**DATA TO PROCESS:**
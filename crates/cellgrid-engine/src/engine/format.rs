use super::Dynamic;

/// Largest magnitude still shown without a fractional part.
const INTEGRAL_DISPLAY_LIMIT: f64 = 1e15;

/// Format a Dynamic value for display.
pub fn format_dynamic(value: &Dynamic) -> String {
    if value.is_unit() {
        String::new()
    } else if let Ok(n) = value.as_float() {
        format_number(n)
    } else if let Ok(n) = value.as_int() {
        n.to_string()
    } else if let Ok(b) = value.as_bool() {
        if b { "TRUE" } else { "FALSE" }.to_string()
    } else if let Ok(s) = value.clone().into_string() {
        s
    } else {
        value.to_string()
    }
}

/// Format a number for display.
///
/// Integral values print without decimals; others print with up to six
/// decimals and no trailing zeros, so `0.1 + 0.2` shows as `0.3`.
pub fn format_number(n: f64) -> String {
    if n.is_nan() {
        "#NAN!".to_string()
    } else if n.is_infinite() {
        "#INF!".to_string()
    } else if n.fract() == 0.0 && n.abs() < INTEGRAL_DISPLAY_LIMIT {
        format!("{:.0}", n)
    } else {
        let fixed = format!("{:.6}", n);
        let trimmed = fixed.trim_end_matches('0').trim_end_matches('.');
        if trimmed == "-0" {
            "0".to_string()
        } else {
            trimmed.to_string()
        }
    }
}
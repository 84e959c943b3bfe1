//! The `Signer` trait — the seam to the external digital-signature service.
//!
//! The service signs SHA-256 digests and verifies signatures against its
//! public key; no algorithmic detail leaks into this crate. The trait is
//! object-safe so the transport layer can hold an `Arc<dyn Signer>`.

use thiserror::Error;

#[derive(Debug, Error)]
pub enum SigningError {
  #[error("signing service unavailable: {0}")]
  Unavailable(String),

  #[error("malformed signature")]
  Malformed,
}

/// An external signer. `digest` is always a SHA-256 hash of the content
/// being signed, never the content itself.
pub trait Signer: Send + Sync {
  fn sign(&self, digest: &[u8]) -> Result<Vec<u8>, SigningError>;

  fn verify(
    &self,
    digest: &[u8],
    signature: &[u8],
  ) -> Result<bool, SigningError>;

  fn public_key(&self) -> Result<Vec<u8>, SigningError>;
}

/// Placeholder used until a real signer is configured; every call reports
/// the service as unavailable.
#[derive(Debug, Clone, Copy, Default)]
pub struct DisabledSigner;

impl Signer for DisabledSigner {
  fn sign(&self, _digest: &[u8]) -> Result<Vec<u8>, SigningError> {
    Err(SigningError::Unavailable("no signer configured".into()))
  }

  fn verify(
    &self,
    _digest: &[u8],
    _signature: &[u8],
  ) -> Result<bool, SigningError> {
    Err(SigningError::Unavailable("no signer configured".into()))
  }

  fn public_key(&self) -> Result<Vec<u8>, SigningError> {
    Err(SigningError::Unavailable("no signer configured".into()))
  }
}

**THE TASK:**
Going down the listing above, begin printing at the line with "use super::Dynamic;" and finish with the line with "Ok(n) = value.as_float()", exactly as they appear.

**YOUR RESPONSE:**
use super::Dynamic;

/// Largest magnitude still shown without a fractional part.
const INTEGRAL_DISPLAY_LIMIT: f64 = 1e15;

/// Format a Dynamic value for display.
pub fn format_dynamic(value: &Dynamic) -> String {
    if value.is_unit() {
        String::new()
    } else if let Ok(n) = value.as_float() {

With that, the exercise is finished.